Véritable homme-orchestre, Victor manie aussi bien les ciseaux et la massette que les brosses et la peinture glycéro, lui qui s’est formé à la peinture en lettres tout seul, en autodidacte, en matant pas mal de vidéos, en côtoyant les vieux de la vieille – pas peu fiers de transmettre leur savoir-faire – et en se plongeant dans des bouquins. « Je suis un amoureux de la lettre, elle est partout, dans nos vies, tout le monde en a besoin pour des usages différents. » Cette passion, il la nourrit continuellement, avide d’apprendre de nouvelles techniques pour se perfectionner ou glaner des inspirations typographiques. En attestent les livres impeccablement alignés et conservés dans sa bibliothèque, qui se trouve dans son bureau. Victor nous montre sa collection de beaux livres, de manuels de calligraphie et de catalogues anciens consacrés à la typographie, à la peinture en lettres et aux techniques de gravure sur pierre et sur bois. Des trouvailles qu’on ose à peine feuilleter, comme ce Nouveau recueil pratique Lettres modernes à l’usage des peintres de Louis Ramade, jauni par le temps, ou cet Album du peintre en bâtiment – 1ʳᵉ Série Ornements Filage, pas tout jeune non plus. En ce moment, il avoue une obsession pour la gravure sur pierre tombale et nous sort l’ouvrage Schrift Symbol in Stein, Holz und Metall : « C’est très intéressant de voir le travail varié et possible avec des inscriptions post-mortem sur pierre, c’est quelque chose de très répandu en Allemagne et qui n’existe pas vraiment chez nous. Plus généralement, le travail de la pierre a cette dimension ornementale mais aussi celle de marqueur historique et temporel », confesse-t-il, les yeux rivés sur l’ouvrage en question, fasciné.
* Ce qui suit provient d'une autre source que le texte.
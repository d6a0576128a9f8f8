/// Structured logging macros for laivm
///
/// Thin wrappers over `tracing` that take the message first and `key = value` fields after:
/// - log_info!("Message")
/// - log_debug!("Constant pool full", pool_size = 256, limit = 256)
/// - log_error!("Disassembly failed", error = "unknown opcode", file = "demo.lasm")

/// Log a debug message with optional structured data
#[macro_export]
macro_rules! log_debug {
    ($msg:expr) => {
        tracing::debug!($msg)
    };
    ($msg:expr, $($key:ident = $value:expr),+ $(,)?) => {
        tracing::debug!($($key = $value),+, $msg)
    };
}

/// Log an info message with optional structured data
#[macro_export]
macro_rules! log_info {
    ($msg:expr) => {
        tracing::info!($msg)
    };
    ($msg:expr, $($key:ident = $value:expr),+ $(,)?) => {
        tracing::info!($($key = $value),+, $msg)
    };
}

/// Log a warning message with optional structured data
#[macro_export]
macro_rules! log_warn {
    ($msg:expr) => {
        tracing::warn!($msg)
    };
    ($msg:expr, $($key:ident = $value:expr),+ $(,)?) => {
        tracing::warn!($($key = $value),+, $msg)
    };
}

/// Log an error message with optional structured data
#[macro_export]
macro_rules! log_error {
    ($msg:expr) => {
        tracing::error!($msg)
    };
    ($msg:expr, $($key:ident = $value:expr),+ $(,)?) => {
        tracing::error!($($key = $value),+, $msg)
    };
}

pub use crate::{log_debug, log_error, log_info, log_warn};
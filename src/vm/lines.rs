/// Line number used for bytes that have no source line (synthetic instructions).
pub const SYNTHETIC_LINE: u32 = 0;

/// One stretch of consecutive bytes emitted for the same source line.
#[derive(Debug, Clone, Copy, PartialEq, Eq)]
pub struct LineRun {
    pub length: usize,
    pub line: u32,
}

/// Run-length encoded offset -> source line table.
///
/// `ends[i]` is the offset one past the last byte covered by `runs[i]`, so a lookup is a
/// binary search instead of a walk over every run.
#[derive(Debug, Clone, Default)]
pub struct LineRuns {
    runs: Vec<LineRun>,
    ends: Vec<usize>,
}

impl LineRuns {
    pub fn new() -> LineRuns {
        LineRuns::default()
    }

    /// Records one more byte for `line`, extending the last run when the line is unchanged.
    pub fn push(&mut self, line: u32) {
        let total = self.len();
        match self.runs.last_mut() {
            Some(run) if run.line == line => {
                run.length += 1;
                if let Some(end) = self.ends.last_mut() {
                    *end += 1;
                }
            }
            _ => {
                self.runs.push(LineRun { length: 1, line });
                self.ends.push(total + 1);
            }
        }
    }

    /// Source line of the byte at `offset`, or `None` past the last recorded byte.
    pub fn line_at(&self, offset: usize) -> Option<u32> {
        let idx = self.ends.partition_point(|&end| end <= offset);
        self.runs.get(idx).map(|run| run.line)
    }

    /// Number of bytes covered.
    pub fn len(&self) -> usize {
        self.ends.last().copied().unwrap_or(0)
    }

    pub fn is_empty(&self) -> bool {
        self.runs.is_empty()
    }

    pub fn runs(&self) -> &[LineRun] {
        &self.runs
    }
}
use std::fmt::Display;

use crate::vm::opcode::{Op, Shape};

/// Failures while appending to a chunk.
#[derive(Debug, Clone, PartialEq)]
pub enum ChunkError {
    /// The operand does not fit the encoding's width (pool index or jump distance).
    OperandOverflow { value: usize, limit: usize },
    /// The opcode was written with an operand its shape does not carry.
    OperandMismatch { op: Op, shape: Shape },
    /// A constant instruction names a pool entry that has not been appended.
    ConstantIndexOutOfRange { index: usize, pool_size: usize },
    /// A loop start lies past the end of the code written so far.
    LoopTargetOutOfRange { target: usize, len: usize },
}

impl Display for ChunkError {
    fn fmt(&self, f: &mut std::fmt::Formatter<'_>) -> std::fmt::Result {
        match self {
            ChunkError::OperandOverflow { value, limit } => {
                write!(f, "operand {} does not fit the encoding (limit {})", value, limit)
            }
            ChunkError::OperandMismatch { op, shape } => {
                write!(f, "{} has {:?} shape and cannot take this operand", op, shape)
            }
            ChunkError::ConstantIndexOutOfRange { index, pool_size } => {
                write!(f, "constant index {} out of range (pool holds {})", index, pool_size)
            }
            ChunkError::LoopTargetOutOfRange { target, len } => {
                write!(f, "loop start {} is past the end of the chunk ({} bytes)", target, len)
            }
        }
    }
}

impl std::error::Error for ChunkError {}

/// Failures while decoding the instruction at `offset`.
#[derive(Debug, Clone, PartialEq)]
pub enum DecodeError {
    UnknownOpcode { offset: usize, byte: u8 },
    TruncatedInstruction { offset: usize, needed: usize, available: usize },
    ConstantIndexOutOfRange { offset: usize, index: usize, pool_size: usize },
    JumpOutOfRange { offset: usize, distance: u16 },
}

impl DecodeError {
    pub fn offset(&self) -> usize {
        match self {
            DecodeError::UnknownOpcode { offset, .. }
            | DecodeError::TruncatedInstruction { offset, .. }
            | DecodeError::ConstantIndexOutOfRange { offset, .. }
            | DecodeError::JumpOutOfRange { offset, .. } => *offset,
        }
    }
}

impl Display for DecodeError {
    fn fmt(&self, f: &mut std::fmt::Formatter<'_>) -> std::fmt::Result {
        match self {
            DecodeError::UnknownOpcode { offset, byte } => {
                write!(f, "{:04}: unknown opcode 0x{:02x}", offset, byte)
            }
            DecodeError::TruncatedInstruction { offset, needed, available } => write!(
                f,
                "{:04}: instruction needs {} bytes but only {} remain",
                offset, needed, available
            ),
            DecodeError::ConstantIndexOutOfRange { offset, index, pool_size } => write!(
                f,
                "{:04}: constant index {} out of range (pool holds {})",
                offset, index, pool_size
            ),
            DecodeError::JumpOutOfRange { offset, distance } => {
                write!(f, "{:04}: jump distance {} lands before the start of the chunk", offset, distance)
            }
        }
    }
}

impl std::error::Error for DecodeError {}

#[derive(Debug)]
pub enum DisassembleError {
    Decode(DecodeError),
    Io(std::io::Error),
}

impl DisassembleError {
    pub fn exit_code(&self) -> i32 {
        match self {
            DisassembleError::Decode(_) => 65,
            DisassembleError::Io(_) => 74,
        }
    }
}

impl Display for DisassembleError {
    fn fmt(&self, f: &mut std::fmt::Formatter<'_>) -> std::fmt::Result {
        match self {
            DisassembleError::Decode(e) => write!(f, "decode error at {}", e),
            DisassembleError::Io(e) => write!(f, "failed to write disassembly: {}", e),
        }
    }
}

impl std::error::Error for DisassembleError {
    fn source(&self) -> Option<&(dyn std::error::Error + 'static)> {
        match self {
            DisassembleError::Decode(e) => Some(e),
            DisassembleError::Io(e) => Some(e),
        }
    }
}

impl From<DecodeError> for DisassembleError {
    fn from(e: DecodeError) -> Self {
        DisassembleError::Decode(e)
    }
}

impl From<std::io::Error> for DisassembleError {
    fn from(e: std::io::Error) -> Self {
        DisassembleError::Io(e)
    }
}
use rustyline::error::ReadlineError;
use rustyline::{Config, Editor};
use crate::asm::Assembler;
use crate::vm::chunk::IndexWidth;
use crate::vm::disassembler::{decode_instruction, disassemble_chunk};
use crate::log_warn;

const PROMPT: &str = "lai> ";

/// What the REPL should do with one line of input.
#[derive(Debug, PartialEq)]
enum Command<'a> {
    Exit,
    Dump,
    Reset,
    Assemble(&'a str),
}

fn parse_command(line: &str) -> Command<'_> {
    match line.trim() {
        "exit" | ":q" => Command::Exit,
        ":dump" => Command::Dump,
        ":reset" => Command::Reset,
        _ => Command::Assemble(line),
    }
}

/// Interactive assembler: every entered instruction is appended to one running chunk and
/// echoed back decoded. The REPL's own input counter is the source line.
pub fn repl(name: &str, index_width: IndexWidth) -> Result<(), ReadlineError> {
    let config = Config::builder().auto_add_history(true).build();
    let mut rl: Editor<(), _> = Editor::with_config(config)?;
    let mut asm = Assembler::new(index_width);
    let mut line_no: u32 = 0;

    loop {
        let input = match rl.readline(PROMPT) {
            Ok(input) => input,
            Err(ReadlineError::Interrupted) | Err(ReadlineError::Eof) => break,
            Err(err) => return Err(err),
        };
        line_no += 1;

        match parse_command(&input) {
            Command::Exit => break,
            Command::Reset => {
                asm = Assembler::new(index_width);
                line_no = 0;
            }
            Command::Dump => match disassemble_chunk(asm.chunk(), name) {
                Ok(lines) => lines.iter().for_each(|line| println!("{}", line)),
                Err(e) => eprintln!("Error: {}", e),
            },
            Command::Assemble(text) => match asm.assemble_line(text, line_no) {
                Ok(Some(offset)) => match decode_instruction(asm.chunk(), offset) {
                    Ok((text, _)) => println!("{:04} {}", offset, text),
                    Err(e) => eprintln!("Error: {}", e),
                },
                Ok(None) => {}
                Err(e) => {
                    log_warn!("Assembly rejected", line = e.line, error = e.to_string().as_str());
                    eprintln!("Error: {}", e);
                }
            },
        }
    }
    Ok(())
}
Dans la salle attenante se trouve l’atelier uniquement consacré à la peinture en lettres, où s’affaire une jeune apprentie. Jetant un œil par-dessus son épaule, on constate que le travail est précis, minutieux, aussi méditatif et apaisant que de regarder des vidéos d’ASMR sur YouTube. On déballe le matos : des brosses à peinture aux poils longs, en guise de réservoir pour conserver la matière, et à l’embout droit pour épouser les angles. La peinture à main levée se fait soit les mains croisées, soit avec le petit doigt ou la canne pour avoir un appui. « Quand on débute, je peux vous dire que vous avez noirci des kilomètres de papier à force de dessiner des barres droites impeccables ! C’est comme ça que le geste devient mécanique et précis », affirme Victor. En onze ans de métier, il a su varier les plaisirs et ne compte pas s’arrêter là. Travailleur acharné, son travail lui prend actuellement tout son temps, laissant peu de place à d’autres loisirs.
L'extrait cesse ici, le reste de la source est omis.